__PROBLEM TO SOLVE__
Scan the data for "vals" and copy the lines it appears in.

^^^^^^^^

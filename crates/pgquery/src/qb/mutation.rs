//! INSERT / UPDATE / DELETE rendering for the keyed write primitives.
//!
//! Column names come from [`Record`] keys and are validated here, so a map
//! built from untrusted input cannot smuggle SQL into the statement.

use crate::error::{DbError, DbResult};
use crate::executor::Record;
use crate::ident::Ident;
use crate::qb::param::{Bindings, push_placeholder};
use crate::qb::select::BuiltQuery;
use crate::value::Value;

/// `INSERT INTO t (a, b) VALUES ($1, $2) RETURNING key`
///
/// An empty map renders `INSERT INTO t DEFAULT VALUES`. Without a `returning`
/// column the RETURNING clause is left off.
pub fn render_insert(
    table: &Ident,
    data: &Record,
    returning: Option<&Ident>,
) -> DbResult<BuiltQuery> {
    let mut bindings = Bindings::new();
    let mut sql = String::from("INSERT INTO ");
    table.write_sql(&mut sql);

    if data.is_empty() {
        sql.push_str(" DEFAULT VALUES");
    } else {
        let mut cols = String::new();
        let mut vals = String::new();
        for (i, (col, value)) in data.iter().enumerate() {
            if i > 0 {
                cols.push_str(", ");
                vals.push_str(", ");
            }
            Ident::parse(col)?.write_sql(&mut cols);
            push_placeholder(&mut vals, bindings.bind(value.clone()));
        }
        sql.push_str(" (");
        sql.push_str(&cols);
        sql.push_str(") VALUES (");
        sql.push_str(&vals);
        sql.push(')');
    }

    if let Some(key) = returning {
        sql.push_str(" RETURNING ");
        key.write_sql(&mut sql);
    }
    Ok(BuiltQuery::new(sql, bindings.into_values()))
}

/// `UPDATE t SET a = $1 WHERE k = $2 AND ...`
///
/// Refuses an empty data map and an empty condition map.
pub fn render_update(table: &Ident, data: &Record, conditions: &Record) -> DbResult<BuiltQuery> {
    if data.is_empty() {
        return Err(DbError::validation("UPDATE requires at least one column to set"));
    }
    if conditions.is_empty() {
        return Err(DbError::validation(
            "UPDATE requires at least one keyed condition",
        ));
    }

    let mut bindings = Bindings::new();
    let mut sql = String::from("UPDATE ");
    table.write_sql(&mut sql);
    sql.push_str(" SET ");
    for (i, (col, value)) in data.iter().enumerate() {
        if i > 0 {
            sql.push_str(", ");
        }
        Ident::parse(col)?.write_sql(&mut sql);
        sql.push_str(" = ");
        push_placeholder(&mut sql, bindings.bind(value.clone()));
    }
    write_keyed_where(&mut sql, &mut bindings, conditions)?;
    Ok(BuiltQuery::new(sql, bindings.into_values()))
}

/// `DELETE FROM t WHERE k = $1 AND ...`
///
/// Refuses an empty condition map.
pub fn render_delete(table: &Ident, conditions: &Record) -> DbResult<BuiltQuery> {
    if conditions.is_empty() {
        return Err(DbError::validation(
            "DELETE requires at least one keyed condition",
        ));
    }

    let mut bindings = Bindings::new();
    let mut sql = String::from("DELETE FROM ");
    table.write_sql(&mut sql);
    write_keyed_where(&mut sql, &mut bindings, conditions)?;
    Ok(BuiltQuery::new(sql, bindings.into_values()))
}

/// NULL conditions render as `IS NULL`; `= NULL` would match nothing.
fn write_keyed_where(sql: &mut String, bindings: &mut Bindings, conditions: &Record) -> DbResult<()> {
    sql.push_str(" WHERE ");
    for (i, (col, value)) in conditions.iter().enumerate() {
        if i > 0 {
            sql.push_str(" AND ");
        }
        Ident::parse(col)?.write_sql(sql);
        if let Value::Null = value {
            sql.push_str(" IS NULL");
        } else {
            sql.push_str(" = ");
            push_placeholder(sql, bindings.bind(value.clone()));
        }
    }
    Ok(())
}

^^^^^^^^

__RESULT OF THE EXERCISE__
        let mut vals = String::new();
                vals.push_str(", ");
            push_placeholder(&mut vals, bindings.bind(value.clone()));
        sql.push_str(&vals);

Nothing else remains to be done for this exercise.